On 29/01/2019 02:28, David Gibson wrote:
> On Sun, Jan 27, 2019 at 10:07:12AM -0800, Richard Henderson wrote:
>> On 1/27/19 9:45 AM, Mark Cave-Ayland wrote:
>>>> I would expect the i < n/2 loop to be faster, because the assignments are
>>>> unconditional. FWIW.
>>>
>>> Do you have any idea as to how much faster? Is it something that would show
>>> up as significant within the context of QEMU?
>>
>> I don't have any numbers on that, no.
>>
>>> As well as eliminating the HI_IDX/LO_IDX constants I do find the updated
>>> version much easier to read, so I would prefer to keep it if possible.

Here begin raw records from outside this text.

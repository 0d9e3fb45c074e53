//! Conversation identity: a thread-stable hex key from either the store's
//! native 16-byte conversation id or the running conversation index.
//!
//! Conversation index layout (Outlook thread index):
//!
//! ```text
//! ┌──────────────────────────────┬─────────────────────┬──────────────┬─────┐
//! │ FILETIME, high 48 bits (6 B) │ thread GUID (16 B)  │ child (5 B)  │ ... │
//! └──────────────────────────────┴─────────────────────┴──────────────┴─────┘
//! ```
//!
//! Every reply appends one 5-byte child block; the 22-byte header and the
//! GUID in it never change across the thread.

use std::str::FromStr;

use byteorder::{BigEndian, ByteOrder};
use chrono::{DateTime, Utc};
use tracing::warn;

use crate::error::{NormalizeError, Result};

/// Length of the conversation index header.
pub const HEADER_LEN: usize = 22;

/// Byte offset of the thread GUID inside the header.
pub const GUID_OFFSET: usize = 6;

/// Length of the thread GUID / native conversation id.
pub const GUID_LEN: usize = 16;

/// Length of one child block appended per reply.
pub const CHILD_BLOCK_LEN: usize = 5;

/// 100-ns intervals between 1601-01-01 and 1970-01-01.
const FILETIME_UNIX_EPOCH: u64 = 116_444_736_000_000_000;

/// Which representation the visible conversation id is built from.
///
/// This is a caller policy, not something derived from the data.
#[derive(Debug, Clone, Copy, Default, PartialEq, Eq, serde::Serialize, serde::Deserialize)]
#[serde(rename_all = "kebab-case")]
pub enum ConversationIdMode {
    /// Hex of the full conversation index (changes with every reply).
    #[default]
    Index,
    /// Hex of the thread GUID only (stable across the whole thread).
    GuidOnly,
}

impl FromStr for ConversationIdMode {
    type Err = String;

    fn from_str(s: &str) -> std::result::Result<Self, Self::Err> {
        match s.to_ascii_lowercase().as_str() {
            "index" => Ok(Self::Index),
            "guid-only" | "guid" => Ok(Self::GuidOnly),
            other => Err(format!(
                "unknown conversation id mode '{other}' (expected 'index' or 'guid-only')"
            )),
        }
    }
}

impl std::fmt::Display for ConversationIdMode {
    fn fmt(&self, f: &mut std::fmt::Formatter<'_>) -> std::fmt::Result {
        match self {
            Self::Index => f.write_str("index"),
            Self::GuidOnly => f.write_str("guid-only"),
        }
    }
}

/// Resolve the visible conversation id.
///
/// - `Index`: uppercase hex of every byte of `index`.
/// - `GuidOnly`: uppercase hex of `native` when present; otherwise the
///   32 hex characters of `index` starting at character 12 (the GUID in the
///   header). An index shorter than [`HEADER_LEN`] is rejected with
///   [`NormalizeError::MalformedConversationIndex`].
pub fn resolve(
    mode: ConversationIdMode,
    native: Option<&[u8; GUID_LEN]>,
    index: &[u8],
) -> Result<String> {
    match (mode, native) {
        (ConversationIdMode::Index, _) => Ok(encode_hex_upper(index)),
        (ConversationIdMode::GuidOnly, Some(guid)) => Ok(encode_hex_upper(guid)),
        (ConversationIdMode::GuidOnly, None) => {
            if index.len() < HEADER_LEN {
                return Err(NormalizeError::MalformedConversationIndex { len: index.len() });
            }
            let full = encode_hex_upper(index);
            let start = GUID_OFFSET * 2;
            Ok(full[start..start + GUID_LEN * 2].to_string())
        }
    }
}

/// Interpret the raw native conversation id property.
///
/// A value that is not exactly 16 bytes is treated as absent.
pub fn native_guid(raw: Option<&[u8]>) -> Option<[u8; GUID_LEN]> {
    let raw = raw?;
    match <[u8; GUID_LEN]>::try_from(raw) {
        Ok(guid) => Some(guid),
        Err(_) => {
            warn!(
                len = raw.len(),
                "Ignoring native conversation id with unexpected length"
            );
            None
        }
    }
}

/// Read-only view over a well-formed conversation index.
#[derive(Debug, Clone, Copy, PartialEq, Eq)]
pub struct ConversationIndex<'a> {
    bytes: &'a [u8],
}

impl<'a> ConversationIndex<'a> {
    /// Wrap `bytes`, requiring at least a full header.
    pub fn parse(bytes: &'a [u8]) -> Result<Self> {
        if bytes.len() < HEADER_LEN {
            return Err(NormalizeError::MalformedConversationIndex { len: bytes.len() });
        }
        Ok(Self { bytes })
    }

    pub fn as_bytes(&self) -> &'a [u8] {
        self.bytes
    }

    /// The thread GUID embedded in the header.
    pub fn guid(&self) -> [u8; GUID_LEN] {
        let mut guid = [0u8; GUID_LEN];
        guid.copy_from_slice(&self.bytes[GUID_OFFSET..GUID_OFFSET + GUID_LEN]);
        guid
    }

    /// Time the thread was started, from the truncated header FILETIME.
    ///
    /// Precision is 2^16 × 100 ns (about 6.5 ms). `None` for times before 1970.
    pub fn created_at(&self) -> Option<DateTime<Utc>> {
        let filetime = BigEndian::read_u48(&self.bytes[..GUID_OFFSET]) << 16;
        let since_unix = filetime.checked_sub(FILETIME_UNIX_EPOCH)?;
        let secs = i64::try_from(since_unix / 10_000_000).ok()?;
        let nanos = ((since_unix % 10_000_000) * 100) as u32;
        DateTime::from_timestamp(secs, nanos)
    }

    /// Number of replies recorded after the header.
    ///
    /// Trailing bytes that do not fill a whole child block are not counted.
    pub fn reply_depth(&self) -> usize {
        self.child_blocks().count()
    }

    /// The 5-byte child blocks, oldest first.
    pub fn child_blocks(&self) -> impl Iterator<Item = &'a [u8]> {
        self.bytes[HEADER_LEN..].chunks_exact(CHILD_BLOCK_LEN)
    }
}

/// Uppercase hex, two digits per byte, no separators.
pub fn encode_hex_upper(bytes: &[u8]) -> String {
    hex::encode_upper(bytes)
}

/// Inverse of [`encode_hex_upper`]; accepts either case.
pub fn decode_hex(s: &str) -> Result<Vec<u8>> {
    let s = s.trim();
    hex::decode(s).map_err(|e| NormalizeError::InvalidHex(format!("'{s}': {e}")))
}
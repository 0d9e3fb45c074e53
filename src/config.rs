//! Application configuration.
//!
//! Configuration is loaded from a TOML file at:
//! 1. `$MAILNORM_CONFIG` (environment variable)
//! 2. `~/.config/mailnorm/config.toml` (Linux/macOS)
//!    `%APPDATA%\mailnorm\config.toml` (Windows)
//! 3. Built-in defaults

use std::path::{Path, PathBuf};

use serde::{Deserialize, Serialize};

use crate::normalize::body::DEFAULT_BODY_ENCODING;
use crate::normalize::conversation::ConversationIdMode;

/// Top-level configuration.
#[derive(Debug, Clone, Default, Serialize, Deserialize)]
#[serde(default)]
pub struct Config {
    /// General behavior settings.
    pub general: GeneralConfig,
    /// Conversation identity policy.
    pub conversation: ConversationConfig,
    /// Body decoding.
    pub body: BodyConfig,
    /// Where `save` writes MIME files.
    pub save: SaveConfig,
}

/// General behavior settings.
#[derive(Debug, Clone, Serialize, Deserialize)]
#[serde(default)]
pub struct GeneralConfig {
    /// Log level: "error", "warn", "info", "debug", "trace".
    pub log_level: String,
    /// Override cache directory for logs.
    pub cache_dir: Option<PathBuf>,
}

#[derive(Debug, Clone, Default, Serialize, Deserialize)]
#[serde(default)]
pub struct ConversationConfig {
    /// `"index"` or `"guid-only"`.
    pub id_mode: ConversationIdMode,
}

#[derive(Debug, Clone, Serialize, Deserialize)]
#[serde(default)]
pub struct BodyConfig {
    /// Encoding label used to decode the binary HTML property.
    pub encoding: String,
}

#[derive(Debug, Clone, Default, Serialize, Deserialize)]
#[serde(default)]
pub struct SaveConfig {
    /// Default directory for saved MIME files (system temp dir when unset).
    pub default_dir: Option<PathBuf>,
}

// ── Default implementations ─────────────────────────────────────

impl Default for GeneralConfig {
    fn default() -> Self {
        Self {
            log_level: "warn".to_string(),
            cache_dir: None,
        }
    }
}

impl Default for BodyConfig {
    fn default() -> Self {
        Self {
            encoding: DEFAULT_BODY_ENCODING.to_string(),
        }
    }
}

// ── Load / save ─────────────────────────────────────────────────

/// Load the configuration file, or the defaults when there is none.
///
/// A file that cannot be read or parsed is reported with `warn!` and
/// replaced by the defaults.
pub fn load_config() -> Config {
    let Some(path) = config_file_path().filter(|p| p.exists()) else {
        return Config::default();
    };

    read_config(&path).unwrap_or_else(|e| {
        tracing::warn!(path = %path.display(), error = %e, "Ignoring config file");
        Config::default()
    })
}

/// Parse one config file.
pub fn read_config(path: &Path) -> anyhow::Result<Config> {
    let text = std::fs::read_to_string(path)?;
    let config = toml::from_str(&text)?;
    tracing::info!(path = %path.display(), "Loaded config");
    Ok(config)
}

/// Save configuration to the standard location.
pub fn save_config(config: &Config) -> anyhow::Result<()> {
    let path = config_file_path()
        .ok_or_else(|| anyhow::anyhow!("Could not determine config file path"))?;

    if let Some(parent) = path.parent() {
        std::fs::create_dir_all(parent)?;
    }

    let contents = toml::to_string_pretty(config)?;
    std::fs::write(&path, contents)?;
    tracing::info!(path = %path.display(), "Saved config");
    Ok(())
}

/// Determine the config file path (checking env var first, then standard dirs).
pub fn config_file_path() -> Option<PathBuf> {
    if let Ok(env_path) = std::env::var("MAILNORM_CONFIG") {
        return Some(PathBuf::from(env_path));
    }
    dirs::config_dir().map(|d| d.join("mailnorm").join("config.toml"))
}

/// Return the cache directory for logs.
pub fn cache_dir(config: &Config) -> PathBuf {
    if let Some(ref dir) = config.general.cache_dir {
        return dir.clone();
    }
    dirs::cache_dir()
        .unwrap_or_else(|| PathBuf::from("."))
        .join("mailnorm")
}

/// Directory `save_to_file` falls back to when no path is given.
pub fn save_dir(config: &Config) -> PathBuf {
    config
        .save
        .default_dir
        .clone()
        .unwrap_or_else(std::env::temp_dir)
}

#[cfg(test)]
mod tests {
    use super::*;

    #[test]
    fn test_default_config() {
        let cfg = Config::default();
        assert_eq!(cfg.general.log_level, "warn");
        assert_eq!(cfg.conversation.id_mode, ConversationIdMode::Index);
        assert_eq!(cfg.body.encoding, "utf-8");
        assert!(cfg.save.default_dir.is_none());
        assert_eq!(save_dir(&cfg), std::env::temp_dir());
    }

    #[test]
    fn test_serialize_deserialize_roundtrip() {
        let mut cfg = Config::default();
        cfg.conversation.id_mode = ConversationIdMode::GuidOnly;
        let toml_str = toml::to_string_pretty(&cfg).expect("serialize");
        assert!(toml_str.contains("guid-only"));
        let parsed: Config = toml::from_str(&toml_str).expect("deserialize");
        assert_eq!(parsed.conversation.id_mode, ConversationIdMode::GuidOnly);
        assert_eq!(parsed.body.encoding, cfg.body.encoding);
    }

    #[test]
    fn test_partial_config_uses_defaults() {
        let partial = r#"
[conversation]
id_mode = "guid-only"

[save]
default_dir = "/var/spool/mailnorm"
"#;
        let cfg: Config = toml::from_str(partial).expect("parse partial");
        assert_eq!(cfg.conversation.id_mode, ConversationIdMode::GuidOnly);
        assert_eq!(save_dir(&cfg), PathBuf::from("/var/spool/mailnorm"));
        assert_eq!(cfg.general.log_level, "warn");
        assert_eq!(cfg.body.encoding, "utf-8");
    }

    #[test]
    fn test_read_config_file() {
        let dir = tempfile::tempdir().unwrap();
        let path = dir.path().join("config.toml");
        std::fs::write(&path, "[body]\nencoding = \"windows-1252\"\n").unwrap();
        let cfg = read_config(&path).unwrap();
        assert_eq!(cfg.body.encoding, "windows-1252");

        std::fs::write(&path, "[body\n").unwrap();
        assert!(read_config(&path).is_err());
    }

    #[test]
    fn test_unknown_mode_is_rejected() {
        let bad = "[conversation]\nid_mode = \"thread\"\n";
        assert!(toml::from_str::<Config>(bad).is_err());
    }
}
//! The canonical message view over one store item.
//!
//! [`MessageAdapter`] owns the store and converter; [`MessageAdapter::hydrate`]
//! fetches one item in a single batch and returns an [`IncomingMessage`].
//! Conversation id bytes, recipients and attachments are resolved at
//! hydration; body text and aliases are derived when first read.
//!
//! `delete` and `move_to` consume the message, so a view whose item has left
//! its folder cannot be read again.

use std::cell::OnceCell;
use std::io::{BufWriter, Write};
use std::path::{Path, PathBuf};

use chrono::{DateTime, Utc};
use encoding_rs::Encoding;
use tracing::{debug, info};

use crate::config::{self, Config};
use crate::error::{NormalizeError, Result};
use crate::model::address::{alias_from_address, EmailAddress};
use crate::model::attachment::{sanitize_filename_part, Attachment};
use crate::model::mail::{AttachmentSummary, MeetingFacet, MessageSummary};
use crate::normalize::conversation::{self, ConversationIdMode, ConversationIndex, GUID_LEN};
use crate::normalize::html::{HtmlConverter, TagStripConverter};
use crate::normalize::{attachment, body};
use crate::store::{
    FieldSet, FolderId, ItemId, MailStore, ReplyDraft, StoreItem, PROP_TAG_CONVERSATION_ID,
    PROP_TAG_HTML,
};

/// Caller-level policy applied to every hydrated message.
#[derive(Debug, Clone)]
pub struct AdapterOptions {
    pub conversation_mode: ConversationIdMode,
    /// Encoding of the binary HTML property.
    pub body_encoding: &'static Encoding,
    /// Directory used by `save_to_file` when no path is given.
    pub save_dir: PathBuf,
}

impl Default for AdapterOptions {
    fn default() -> Self {
        Self {
            conversation_mode: ConversationIdMode::default(),
            body_encoding: encoding_rs::UTF_8,
            save_dir: std::env::temp_dir(),
        }
    }
}

impl AdapterOptions {
    pub fn from_config(config: &Config) -> Self {
        Self {
            conversation_mode: config.conversation.id_mode,
            body_encoding: body::encoding_for_label(&config.body.encoding),
            save_dir: config::save_dir(config),
        }
    }

    pub fn with_conversation_mode(mut self, mode: ConversationIdMode) -> Self {
        self.conversation_mode = mode;
        self
    }
}

/// Builds [`IncomingMessage`] views from a store.
pub struct MessageAdapter<S, C = TagStripConverter> {
    store: S,
    converter: C,
    options: AdapterOptions,
}

impl<S: MailStore> MessageAdapter<S> {
    /// Adapter with the built-in HTML converter.
    pub fn with_defaults(store: S, options: AdapterOptions) -> Self {
        Self::new(store, TagStripConverter, options)
    }
}

impl<S: MailStore, C: HtmlConverter> MessageAdapter<S, C> {
    pub fn new(store: S, converter: C, options: AdapterOptions) -> Self {
        Self {
            store,
            converter,
            options,
        }
    }

    pub fn store(&self) -> &S {
        &self.store
    }

    pub fn options(&self) -> &AdapterOptions {
        &self.options
    }

    /// Fetch the full field set for `id` and build the message view.
    ///
    /// Any fetch failure, or a missing sent/received timestamp, is fatal.
    pub fn hydrate(&self, id: &ItemId) -> Result<IncomingMessage<'_>> {
        debug!(item = %id, "Hydrating item");
        let item = self
            .store
            .load(id, &FieldSet::message())
            .map_err(|e| match e {
                e @ NormalizeError::StoreFetch { .. } => e,
                other => NormalizeError::fetch(id, other.to_string()),
            })?;

        let sent_on = item
            .sent_on
            .ok_or_else(|| NormalizeError::fetch(id, "missing sent timestamp"))?;
        let received_on = item
            .received_on
            .ok_or_else(|| NormalizeError::fetch(id, "missing received timestamp"))?;

        let native_conversation_id =
            conversation::native_guid(item.extended(PROP_TAG_CONVERSATION_ID));
        let attachments = attachment::classify(&item.attachments);
        let sender = item.from.clone().or_else(|| item.sender.clone()).unwrap_or_default();
        let to = unique_by_address(&item.to);
        let cc = unique_by_address(&item.cc);

        Ok(IncomingMessage {
            store: &self.store,
            converter: &self.converter,
            options: &self.options,
            id: id.clone(),
            item,
            native_conversation_id,
            sender,
            to,
            cc,
            sent_on,
            received_on,
            attachments,
            plain_text: OnceCell::new(),
        })
    }
}

/// Canonical, store-agnostic view of one inbound message or meeting request.
pub struct IncomingMessage<'a> {
    store: &'a dyn MailStore,
    converter: &'a dyn HtmlConverter,
    options: &'a AdapterOptions,
    id: ItemId,
    item: StoreItem,
    native_conversation_id: Option<[u8; GUID_LEN]>,
    sender: EmailAddress,
    to: Vec<EmailAddress>,
    cc: Vec<EmailAddress>,
    sent_on: DateTime<Utc>,
    received_on: DateTime<Utc>,
    attachments: Vec<Attachment>,
    plain_text: OnceCell<String>,
}

impl std::fmt::Debug for IncomingMessage<'_> {
    fn fmt(&self, f: &mut std::fmt::Formatter<'_>) -> std::fmt::Result {
        f.debug_struct("IncomingMessage")
            .field("id", &self.id)
            .field("subject", &self.subject())
            .field("sender", &self.sender)
            .field("attachments", &self.attachments.len())
            .finish_non_exhaustive()
    }
}

impl<'a> IncomingMessage<'a> {
    pub fn id(&self) -> &ItemId {
        &self.id
    }

    // ── Identity ────────────────────────────────────────────────

    pub fn subject(&self) -> &str {
        self.item.subject.as_deref().unwrap_or("")
    }

    pub fn conversation_topic(&self) -> &str {
        self.item.conversation_topic.as_deref().unwrap_or("")
    }

    /// Uppercase hex conversation id under the configured mode.
    pub fn conversation_id(&self) -> Result<String> {
        conversation::resolve(
            self.options.conversation_mode,
            self.native_conversation_id.as_ref(),
            &self.item.conversation_index,
        )
    }

    /// Structured view of the conversation index, when it has a full header.
    pub fn conversation_index(&self) -> Option<ConversationIndex<'_>> {
        ConversationIndex::parse(&self.item.conversation_index).ok()
    }

    // ── Body ────────────────────────────────────────────────────

    pub fn raw_body(&self) -> String {
        body::raw_body(
            self.item.extended(PROP_TAG_HTML),
            self.item.body.as_ref(),
            self.options.body_encoding,
        )
    }

    /// Plain-text body. Converted once, then cached.
    pub fn plain_text_body(&self) -> &str {
        self.plain_text
            .get_or_init(|| body::plain_text_body(self.item.body.as_ref(), self.converter))
    }

    pub fn is_html_body(&self) -> bool {
        body::is_html(self.item.body.as_ref())
    }

    // ── Participants ────────────────────────────────────────────

    pub fn sender(&self) -> &EmailAddress {
        &self.sender
    }

    pub fn sender_name(&self) -> &str {
        &self.sender.name
    }

    pub fn sender_address(&self) -> &str {
        &self.sender.address
    }

    /// Local part of the sender address; fails only when it is empty.
    pub fn sender_alias(&self) -> Result<String> {
        alias_from_address(Some(&self.sender.address))
    }

    pub fn to(&self) -> &[EmailAddress] {
        &self.to
    }

    pub fn cc(&self) -> &[EmailAddress] {
        &self.cc
    }

    pub fn to_addresses(&self) -> Vec<&str> {
        addresses(&self.to)
    }

    pub fn to_names(&self) -> Vec<&str> {
        names(&self.to)
    }

    pub fn cc_addresses(&self) -> Vec<&str> {
        addresses(&self.cc)
    }

    pub fn cc_names(&self) -> Vec<&str> {
        names(&self.cc)
    }

    // ── Time ────────────────────────────────────────────────────

    pub fn sent_on(&self) -> DateTime<Utc> {
        self.sent_on
    }

    pub fn received_on(&self) -> DateTime<Utc> {
        self.received_on
    }

    // ── Meeting ─────────────────────────────────────────────────

    pub fn is_meeting_request(&self) -> bool {
        self.item.meeting.is_some()
    }

    pub fn meeting(&self) -> Option<&MeetingFacet> {
        self.item.meeting.as_ref()
    }

    /// Meeting location, `""` when the item is not a meeting request.
    pub fn location(&self) -> &str {
        self.item
            .meeting
            .as_ref()
            .map(|m| m.location.as_str())
            .unwrap_or("")
    }

    pub fn meeting_start(&self) -> Option<DateTime<Utc>> {
        self.item.meeting.as_ref().map(|m| m.start)
    }

    pub fn meeting_end(&self) -> Option<DateTime<Utc>> {
        self.item.meeting.as_ref().map(|m| m.end)
    }

    // ── Attachments & MIME ──────────────────────────────────────

    pub fn attachments(&self) -> &[Attachment] {
        &self.attachments
    }

    pub fn mime_content(&self) -> &[u8] {
        &self.item.mime_content
    }

    /// Write the MIME blob verbatim to `path`, or to the configured save
    /// directory under a generated name. Existing files are overwritten.
    pub fn save_to_file(&self, path: Option<&Path>) -> Result<PathBuf> {
        let path = match path {
            Some(p) => p.to_path_buf(),
            None => self.options.save_dir.join(self.default_filename()),
        };
        if let Some(parent) = path.parent().filter(|p| !p.as_os_str().is_empty()) {
            std::fs::create_dir_all(parent).map_err(|e| NormalizeError::io(parent, e))?;
        }

        let file = std::fs::File::create(&path).map_err(|e| NormalizeError::io(&path, e))?;
        let mut writer = BufWriter::new(file);
        writer
            .write_all(&self.item.mime_content)
            .and_then(|()| writer.flush())
            .map_err(|e| NormalizeError::io(&path, e))?;

        info!(
            item = %self.id,
            path = %path.display(),
            bytes = self.item.mime_content.len(),
            "Saved MIME content"
        );
        Ok(path)
    }

    /// Generated filename: `{received}_{sender}_{subject}.eml`, at most 200 chars.
    pub fn default_filename(&self) -> String {
        let date = self.received_on.format("%Y%m%d_%H%M%S");
        let from = sanitize_filename_part(&self.sender.address, 30);
        let subject = sanitize_filename_part(self.subject(), 80);

        let name = format!("{date}_{from}_{subject}");
        let truncated: String = name.chars().take(196).collect();
        format!("{truncated}.eml")
    }

    // ── Store operations ────────────────────────────────────────

    /// Delete the item in the store. The view is consumed.
    pub fn delete(self, move_to_trash: bool) -> Result<()> {
        info!(item = %self.id, move_to_trash, "Deleting item");
        self.store
            .delete_item(&self.id, move_to_trash)
            .map_err(|e| operation_error("delete", &self.id, e))
    }

    /// Move the item to `destination`. The view is consumed.
    pub fn move_to(self, destination: &FolderId) -> Result<()> {
        info!(item = %self.id, destination = %destination, "Moving item");
        self.store
            .move_item(&self.id, destination)
            .map_err(|e| operation_error("move", &self.id, e))
    }

    /// Send a reply with an HTML body.
    pub fn reply(&self, html_body: &str, reply_all: bool) -> Result<()> {
        info!(item = %self.id, reply_all, "Sending reply");
        let draft = ReplyDraft {
            html_body: html_body.to_string(),
            reply_all,
        };
        self.store
            .send_reply(&self.id, &draft)
            .map_err(|e| operation_error("reply", &self.id, e))
    }

    // ── Snapshot ────────────────────────────────────────────────

    /// Serializable snapshot of every derived field.
    pub fn summary(&self) -> MessageSummary {
        MessageSummary {
            item_id: self.id.to_string(),
            subject: self.subject().to_string(),
            conversation_topic: self.conversation_topic().to_string(),
            conversation_id: self.conversation_id().ok(),
            is_html_body: self.is_html_body(),
            raw_body: self.raw_body(),
            plain_text_body: self.plain_text_body().to_string(),
            sender: self.sender.clone(),
            sender_alias: self.sender_alias().ok(),
            to: self.to.clone(),
            cc: self.cc.clone(),
            sent_on: self.sent_on,
            received_on: self.received_on,
            meeting: self.item.meeting.clone(),
            attachments: self
                .attachments
                .iter()
                .map(|a| AttachmentSummary {
                    kind: if a.is_file() { "file" } else { "item" },
                    name: a.name().to_string(),
                    size: a.content().len() as u64,
                })
                .collect(),
            mime_size: self.item.mime_content.len() as u64,
        }
    }
}

fn operation_error(op: &'static str, id: &ItemId, err: NormalizeError) -> NormalizeError {
    match err {
        e @ NormalizeError::StoreOperation { .. } => e,
        other => NormalizeError::operation(op, id, other.to_string()),
    }
}

/// Drop repeated addresses (case-insensitive), keeping first occurrence order.
fn unique_by_address(list: &[EmailAddress]) -> Vec<EmailAddress> {
    let mut seen: Vec<String> = Vec::with_capacity(list.len());
    list.iter()
        .filter(|a| {
            let key = a.address.to_lowercase();
            if seen.contains(&key) {
                false
            } else {
                seen.push(key);
                true
            }
        })
        .cloned()
        .collect()
}

fn addresses(list: &[EmailAddress]) -> Vec<&str> {
    list.iter().map(|a| a.address.as_str()).collect()
}

/// Non-empty display names, without repeats.
fn names(list: &[EmailAddress]) -> Vec<&str> {
    let mut out: Vec<&str> = Vec::new();
    for name in list.iter().map(|a| a.name.as_str()) {
        if !name.is_empty() && !out.contains(&name) {
            out.push(name);
        }
    }
    out
}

>>> What about unrolling the loop into 2 separate ones...
>>
>> I doubt that would be helpful.
>>
>> I would think that
>>
>> #define VMRG_DO(name, access, ofs)
>> ...
>> int i, half = ARRAY_SIZE(r->access(0)) / 2;
>> ...
>> for (i = 0; i < half; i++) {
>> result.access(2 * i + 0) = a->access(i + ofs);
>> result.access(2 * i + 1) = b->access(i + ofs);
>> }
>>
>> where OFS = 0 for HI and half for LO is best. I find it quite readable, and
>> it
>> avoids duplicating code between LO and HI as you're currently doing.
>
> Marc, Richard, where are we at with this?
>
> Should I wait on a revised version of this patch before applying the
> series?
Certainly the v3 as posted is correct (I've tested this particular patch on
both big
and small endian machines), so I believe the only question is whether this
introduces
any noticeable performance penalty.
Let me try and run a few simple tests and report back.
BTW are you able to take my qemu-macppc queue posted yesterday at
https://lists.gnu.org/archive/html/qemu-devel/2019-01/msg07263.html? There's no
functional change except for PPC MacOS users who explicitly enable the new QEMU
EDID
support on the command line.
ATB,
Mark.